Anche Beda ritiene che il giorno e la notte siano prodotti dalla rotazione del firmamento intorno alla Terra, ma in più adotta la concezione tolemaica secondo cui i complessi moti apparenti dei sette pianeti, difficilmente assimilabili a semplici rotazioni uniformi, sono prodotti da combinazioni geometriche di circonferenze in movimento le une sopra le altre. Queste conoscenze basilari di astronomia permettono a Beda di riflettere con maggiore originalità sulla questione della determinazione della data della Pasqua e su problemi di misurazione del tempo. Egli affida queste e altre materie alla sua opera scientifica più importante, il De temporum ratione del 725, cercando di ridurre a leggi generali i fenomeni sensibili presi in considerazione: dai moti del Sole e della Luna alle fasi lunari e alle eclissi, fino al susseguirsi delle maree in obbedienza al ciclo lunisolare di 19 anni individuato nell’antichità da Metone di Atene.

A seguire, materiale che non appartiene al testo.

//! On-disk artifact store
//!
//! Each bound gets three blobs and a manifest in the data directory:
//!
//! ```text
//! PrimesUpTo_{B}_bitmap.bin     header + u64 LE words
//! PrimesUpTo_{B}_list.bin       header + u64 LE primes
//! PrimesUpTo_{B}_index.bin      header + (u64 prime, u64 rank) LE pairs
//! PrimesUpTo_{B}_manifest.json  cache key and counts, written last
//! ```
//!
//! Blobs are written to a `.tmp` sibling and renamed into place. Loading
//! memory-maps each blob when the `mmap` feature is on.

use std::fs::{self, File};
use std::io::{BufWriter, Write};
use std::path::{Path, PathBuf};

use primedex_core::{
    decode_pairs, decode_words, encode_pairs, encode_words, ArtifactHeader, ArtifactKind,
    ArtifactSet, ArtifactStore, PrimeBitmap, PrimeStore, PrimedexError, RankIndex,
};
use tracing::debug;

use crate::error::StoreError;
use crate::manifest::ArtifactManifest;

/// File-name prefix shared by every artifact of a bound
pub const ARTIFACT_PREFIX: &str = "PrimesUpTo";

/// Words encoded per write call when streaming payloads
const WRITE_CHUNK_WORDS: usize = 64 * 1024;

/// Artifact store rooted at a directory
#[derive(Debug, Clone)]
pub struct DiskStore {
    data_dir: PathBuf,
}

impl DiskStore {
    /// Create a store rooted at `data_dir`; the directory is created on first save
    pub fn new<P: Into<PathBuf>>(data_dir: P) -> Self {
        Self {
            data_dir: data_dir.into(),
        }
    }

    /// Directory holding the artifacts
    pub fn data_dir(&self) -> &Path {
        &self.data_dir
    }

    /// Path of one blob
    pub fn artifact_path(&self, bound: u64, kind: ArtifactKind) -> PathBuf {
        self.data_dir
            .join(format!("{ARTIFACT_PREFIX}_{bound}_{}.bin", kind.suffix()))
    }

    /// Path of the manifest
    pub fn manifest_path(&self, bound: u64) -> PathBuf {
        self.data_dir
            .join(format!("{ARTIFACT_PREFIX}_{bound}_manifest.json"))
    }

    /// Read and decode the manifest for `bound`, without checking its key
    pub fn read_manifest(&self, bound: u64) -> Result<ArtifactManifest, StoreError> {
        let path = self.manifest_path(bound);
        let text = fs::read_to_string(&path).map_err(|e| StoreError::io(&path, e))?;
        serde_json::from_str(&text).map_err(|source| StoreError::Manifest { path, source })
    }

    fn write_manifest(&self, manifest: &ArtifactManifest) -> Result<(), StoreError> {
        let path = self.manifest_path(manifest.bound);
        let json = serde_json::to_vec_pretty(manifest).map_err(|source| StoreError::Manifest {
            path: path.clone(),
            source,
        })?;
        write_atomically(&path, |writer| writer.write_all(&json))
    }

    fn save_bitmap(&self, bound: u64, bitmap: &PrimeBitmap) -> Result<(), StoreError> {
        let path = self.artifact_path(bound, ArtifactKind::Bitmap);
        let header = ArtifactHeader::new(ArtifactKind::Bitmap, bound, bitmap.len());
        write_atomically(&path, |writer| {
            writer.write_all(&header.to_bytes())?;
            let mut buffer = Vec::with_capacity(WRITE_CHUNK_WORDS * 8);
            for chunk in bitmap.words().chunks(WRITE_CHUNK_WORDS) {
                buffer.clear();
                encode_words(chunk, &mut buffer);
                writer.write_all(&buffer)?;
            }
            Ok(())
        })
    }

    fn save_list(&self, bound: u64, store: &PrimeStore) -> Result<(), StoreError> {
        let path = self.artifact_path(bound, ArtifactKind::List);
        let header = ArtifactHeader::new(ArtifactKind::List, bound, store.len() as u64);
        write_atomically(&path, |writer| {
            writer.write_all(&header.to_bytes())?;
            let mut buffer = Vec::with_capacity(WRITE_CHUNK_WORDS * 8);
            for chunk in store.primes().chunks(WRITE_CHUNK_WORDS) {
                buffer.clear();
                encode_words(chunk, &mut buffer);
                writer.write_all(&buffer)?;
            }
            Ok(())
        })
    }

    fn save_index(&self, bound: u64, store: &PrimeStore) -> Result<(), StoreError> {
        let path = self.artifact_path(bound, ArtifactKind::Index);
        let index = store.rank_index();
        let header = ArtifactHeader::new(ArtifactKind::Index, bound, index.len() as u64);
        write_atomically(&path, |writer| {
            writer.write_all(&header.to_bytes())?;
            let mut buffer = Vec::with_capacity(WRITE_CHUNK_WORDS * 16);
            // List order keeps the file deterministic across runs
            for chunk in store.primes().chunks(WRITE_CHUNK_WORDS) {
                buffer.clear();
                encode_pairs(
                    chunk
                        .iter()
                        .filter_map(|p| index.get(p).map(|&rank| (*p, rank))),
                    &mut buffer,
                );
                writer.write_all(&buffer)?;
            }
            Ok(())
        })
    }

    fn load_bitmap(&self, bound: u64) -> Result<PrimeBitmap, StoreError> {
        let path = self.artifact_path(bound, ArtifactKind::Bitmap);
        let (header, words) = read_blob(&path, ArtifactKind::Bitmap, bound, decode_words)?;
        if header.count != bound.saturating_add(1) {
            return Err(StoreError::format(&path, PrimedexError::CorruptedData));
        }
        PrimeBitmap::from_words(words, header.count).map_err(|e| StoreError::format(&path, e))
    }

    fn load_list(&self, bound: u64) -> Result<Vec<u64>, StoreError> {
        let path = self.artifact_path(bound, ArtifactKind::List);
        let (_, primes) = read_blob(&path, ArtifactKind::List, bound, decode_words)?;
        Ok(primes)
    }

    fn load_index(&self, bound: u64) -> Result<RankIndex, StoreError> {
        let path = self.artifact_path(bound, ArtifactKind::Index);
        let (header, pairs) = read_blob(&path, ArtifactKind::Index, bound, decode_pairs)?;
        let index: RankIndex = pairs.into_iter().collect();
        if index.len() as u64 != header.count {
            // duplicate keys collapsed
            return Err(StoreError::format(&path, PrimedexError::CorruptedData));
        }
        Ok(index)
    }
}

impl ArtifactStore for DiskStore {
    type Error = StoreError;

    fn exists(&self, bound: u64) -> bool {
        self.manifest_path(bound).is_file()
            && [ArtifactKind::Bitmap, ArtifactKind::List, ArtifactKind::Index]
                .into_iter()
                .all(|kind| self.artifact_path(bound, kind).is_file())
    }

    fn load(&self, bound: u64) -> Result<ArtifactSet, StoreError> {
        let manifest_path = self.manifest_path(bound);
        let manifest = self.read_manifest(bound)?;
        if !manifest.is_current_for(bound) {
            return Err(StoreError::Stale {
                path: manifest_path,
                expected_bound: bound,
                found_bound: manifest.bound,
                found_version: manifest.format_version,
            });
        }

        let bitmap = self.load_bitmap(bound)?;
        let primes = self.load_list(bound)?;
        let index = self.load_index(bound)?;

        let list_path = self.artifact_path(bound, ArtifactKind::List);
        let store = PrimeStore::from_parts(bound, primes, index)
            .map_err(|e| StoreError::format(&list_path, e))?;
        let set = ArtifactSet::from_parts(bitmap, store)
            .map_err(|e| StoreError::format(&list_path, e))?;

        if !manifest.describes(&set) {
            return Err(StoreError::format(
                manifest_path,
                PrimedexError::CorruptedData,
            ));
        }

        debug!(bound, primes = set.store().len(), "loaded artifact set");
        Ok(set)
    }

    fn save(&self, set: &ArtifactSet) -> Result<(), StoreError> {
        let bound = set.bound();
        fs::create_dir_all(&self.data_dir).map_err(|e| StoreError::io(&self.data_dir, e))?;

        // Drop the old manifest first so a half-replaced set never looks complete
        let manifest_path = self.manifest_path(bound);
        match fs::remove_file(&manifest_path) {
            Ok(()) => {}
            Err(e) if e.kind() == std::io::ErrorKind::NotFound => {}
            Err(e) => return Err(StoreError::io(manifest_path, e)),
        }

        self.save_bitmap(bound, set.bitmap())?;
        self.save_list(bound, set.store())?;
        self.save_index(bound, set.store())?;
        self.write_manifest(&ArtifactManifest::for_set(set))?;

        debug!(bound, dir = %self.data_dir.display(), "saved artifact set");
        Ok(())
    }
}

/// Write through a temporary sibling, then rename over `path`
fn write_atomically<F>(path: &Path, fill: F) -> Result<(), StoreError>
where
    F: FnOnce(&mut BufWriter<File>) -> std::io::Result<()>,
{
    let tmp_path = path.with_extension("tmp");
    let file = File::create(&tmp_path).map_err(|e| StoreError::io(&tmp_path, e))?;
    let mut writer = BufWriter::new(file);
    fill(&mut writer).map_err(|e| StoreError::io(&tmp_path, e))?;
    let file = writer
        .into_inner()
        .map_err(|e| StoreError::io(&tmp_path, e.into_error()))?;
    file.sync_all().map_err(|e| StoreError::io(&tmp_path, e))?;
    fs::rename(&tmp_path, path).map_err(|e| StoreError::io(path, e))
}

/// Open a blob, check its header against the requested key and decode the payload
fn read_blob<T, D>(
    path: &Path,
    kind: ArtifactKind,
    bound: u64,
    decode: D,
) -> Result<(ArtifactHeader, Vec<T>), StoreError>
where
    D: FnOnce(&[u8]) -> primedex_core::Result<Vec<T>>,
{
    let file = File::open(path).map_err(|e| StoreError::io(path, e))?;

    #[cfg(feature = "mmap")]
    // SAFETY: read-only mapping of a file this process does not modify while
    // the map is alive; concurrent writers are unsupported by the store.
    let bytes = unsafe { memmap2::Mmap::map(&file) }.map_err(|e| StoreError::io(path, e))?;

    #[cfg(not(feature = "mmap"))]
    let bytes = {
        use std::io::Read;
        let mut file = file;
        let mut bytes = Vec::new();
        file.read_to_end(&mut bytes)
            .map_err(|e| StoreError::io(path, e))?;
        bytes
    };

    let header = ArtifactHeader::from_bytes(&bytes).map_err(|e| StoreError::format(path, e))?;
    match header.check_key(kind, bound) {
        Ok(()) => {}
        Err(e) if e.is_stale() => {
            return Err(StoreError::Stale {
                path: path.to_path_buf(),
                expected_bound: bound,
                found_bound: header.bound,
                found_version: header.version,
            });
        }
        Err(e) => return Err(StoreError::format(path, e)),
    }

    let payload_size = header
        .payload_size()
        .map_err(|e| StoreError::format(path, e))?;
    let expected_len = ArtifactHeader::SIZE
        .checked_add(payload_size)
        .ok_or_else(|| StoreError::format(path, PrimedexError::ArraySizeOverflow))?;
    if bytes.len() != expected_len {
        return Err(StoreError::format(path, PrimedexError::CorruptedData));
    }

    let values = decode(&bytes[ArtifactHeader::SIZE..]).map_err(|e| StoreError::format(path, e))?;
    debug!(path = %path.display(), %kind, count = header.count, "read artifact blob");
    Ok((header, values))
}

Le opere di Beda contribuiscono in modo determinante alla rinascita della cultura scientifica europea in età carolingia. Di fatto, a partire dal IX secolo, la cognizione della sfericità della Terra e dei cieli, nonché l’idea che i fenomeni naturali possano essere investigati grazie all’osservazione e con l’impiego della matematica si affermano negli ambienti colti. A queste forme di consapevolezza si aggiungono le sollecitazioni pratiche dovute alle esigenze materiali relative al rinascere degli scambi commerciali e alla definizione di una esatta cronologia delle feste cristiane. Simili sollecitazioni producono una sempre maggiore attenzione per l’aritmetica e per l’osservazione dei fenomeni celesti. È però nel corso del X secolo che le scienze matematiche recuperano pieno terreno sull’impostazione morale dell’approccio ai fenomeni naturali prediletto dai Padri della Chiesa. Di questo generale interesse nel mondo cristiano fa fede nel 999 la nomina al soglio papale di un grande matematico formatosi in area spagnola, rinomato costruttore di globi celesti e terrestri, Gerberto di Aurillac, con il nome di papa Silvestro II.